Arga maju dan berjongkok sembari menangkup kedua pipi Kana. Mata wanita itu dua-duanya sembab, bahkan rambutnya berantakan. Padahal baru tadi pagi Arga melihat istrinya dalam keadaan baik-baik saja. Walau terkadang dia juga beberapa kali melihat Kana yang suka histeris dan melempar barang sambil terus memeluk foto anak-anaknya.
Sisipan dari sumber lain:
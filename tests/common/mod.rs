//! Common test utilities for collection-dl integration tests

#[allow(dead_code)]
pub mod config;
#[allow(dead_code)]
pub mod fakes;

pub use config::*;
#[allow(unused_imports)]
pub use fakes::*;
Laura menyingkir ke belakang dan memberi ruang untuk papanya menenangkan mamanya.
"Sayang... Lihat aku," ujar Arga lembut. Kana mendongak menatap wajah suaminya. "Ini semua bukan salah kami, tapi emang udah takdirnya. Ku mohon jangan menyakiti diri kamu lagi, oke?"
Kana tidak membalasnya, wanita itu masih terisak lalu memeluk suaminya begitu erat. Laura yang melihatnya jadi kepikiran, sejak kapan mamanya depresi seperti ini? Saat di rumah sakit dan ketika pulang, baru kali ini ia melihat mamanya sangat terpuruk.
Berarti mama seperti ini... Karena aku?
Laura mendadak menegang saat Arga menatapnya, tatapan itu tidak seperti biasanya. Entah mengapa jantungnya berpacu begitu cepat. Tertegun sesaat kala Juan memeluknya tiba-tiba.
"Jangan pergi juga seperti saudara kembar mu. Mama kamu akan semakin sedih jika kamu pun pergi. Papa mohon, tetaplah bersama kami."
"Pa...."
Arga melepaskan pelukannya dan menatap wajah Laura dengan senduh.
"Bukan cuma mama kamu yang sedih, papa pun akan semakin sedih, Ra."
"Aku janji gak akan pergi ninggalin kalian."
Arga mengangguk sambil mengusap sebentar air matanya. "Tolong jangan kecewakan kita, Ara. Papa mohon sama kamu jangan bikin ulah lagi."
Laura mengangguk-angguk mengerti dengan maksud papanya.
"Akan aku usahakan," lirih Laura. Karena ia pun sudah membuat kedua orang tuanya kecewa tanpa mereka ketahui.